A gamma goodness-of-fit test based on characteristic independence of the mean and coefficient of variation

Abstract

Characterization theorems in probability and statistics are widely appreciated for their role in clarifying the structure of the families of probability distributions. Less well known is the role characterization theorems have as a natural, logical and effective starting point for constructing goodness-of-fit tests. The characteristic independence of the mean and variance and of the mean and the third central moment of a normal sample were used, respectively, by Lin and Mudholkar [1980. A simple test for normality against asymmetric alternatives. Biometrika 67, 455–461] and by Mudholkar et al. [2002a. Independence characterizations and testing normality against skewness-kurtosis alternatives. J. Statist. Plann. Inference 104, 485–501] for developing tests of normality.
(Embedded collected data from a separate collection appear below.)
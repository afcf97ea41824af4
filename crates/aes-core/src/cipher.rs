//! AES-128 key schedule and the per-key cipher context.

use crate::block::Block;
use crate::key::{Aes128Key, RoundKeys};
use crate::round::{
    add_round_key, inv_mix_columns, inv_shift_rows, inv_sub_bytes, mix_columns, shift_rows,
    sub_bytes,
};
use crate::sbox::sbox;

const ROUNDS: usize = 10;
const RCON: [u8; ROUNDS] = [0x01, 0x02, 0x04, 0x08, 0x10, 0x20, 0x40, 0x80, 0x1b, 0x36];

/// Expands a 128-bit key into 11 round keys.
pub fn expand_key(key: &Aes128Key) -> RoundKeys {
    let mut words = [[0u8; 4]; 4 * (ROUNDS + 1)];
    for (word, chunk) in words.iter_mut().zip(key.0.chunks_exact(4)) {
        word.copy_from_slice(chunk);
    }

    for i in 4..words.len() {
        let mut temp = words[i - 1];
        if i % 4 == 0 {
            temp.rotate_left(1);
            temp.iter_mut().for_each(|b| *b = sbox(*b));
            temp[0] ^= RCON[i / 4 - 1];
        }
        for (t, prev) in temp.iter_mut().zip(words[i - 4]) {
            *t ^= prev;
        }
        words[i] = temp;
    }

    let mut round_keys = [[0u8; 16]; ROUNDS + 1];
    for (round_key, group) in round_keys.iter_mut().zip(words.chunks_exact(4)) {
        for (dst, word) in round_key.chunks_exact_mut(4).zip(group) {
            dst.copy_from_slice(word);
        }
    }
    RoundKeys(round_keys)
}

/// AES-128 cipher context: an expanded key ready to process blocks.
///
/// The context is a plain value; callers that want per-call isolation simply
/// build a fresh one and drop it afterwards.
#[derive(Clone)]
pub struct Aes128 {
    round_keys: RoundKeys,
}

impl Aes128 {
    /// Runs the key schedule for `key`.
    pub fn new(key: &Aes128Key) -> Self {
        Self {
            round_keys: expand_key(key),
        }
    }

    /// Encrypts one block in place.
    pub fn encrypt_block(&self, state: &mut Block) {
        let rk = &self.round_keys;
        add_round_key(state, rk.get(0));
        for round in 1..ROUNDS {
            sub_bytes(state);
            shift_rows(state);
            mix_columns(state);
            add_round_key(state, rk.get(round));
        }
        sub_bytes(state);
        shift_rows(state);
        add_round_key(state, rk.get(ROUNDS));
    }

    /// Decrypts one block in place.
    pub fn decrypt_block(&self, state: &mut Block) {
        let rk = &self.round_keys;
        add_round_key(state, rk.get(ROUNDS));
        for round in (1..ROUNDS).rev() {
            inv_shift_rows(state);
            inv_sub_bytes(state);
            add_round_key(state, rk.get(round));
            inv_mix_columns(state);
        }
        inv_shift_rows(state);
        inv_sub_bytes(state);
        add_round_key(state, rk.get(0));
    }
}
The characteristic independence of the maximum likelihood estimates of the population parameters was similarly used by Mudholkar et al. [2002b. Independence characterization and inverse Gaussian goodness-of-fit. Sankhya A 63, 362–374] to develop a test of the composite inverse Gaussian hypothesis. The gamma models are extensively used for applied research in the areas of econometrics, engineering and biomedical sciences; but there are few goodness-of-fit tests available to test if the data indeed come from a gamma population. In this paper we employ Hwang and Hu's [1999. On a characterization of the gamma distribution: the independence of the sample mean and the sample coefficient of variation. Ann. Inst. Statist. Math. 51, 749–753] characterization of the gamma population in terms of the independence of sample mean and coefficient of variation for developing such a test. The asymptotic null distribution of the proposed test statistic is obtained and empirically refined for use with samples of moderate size.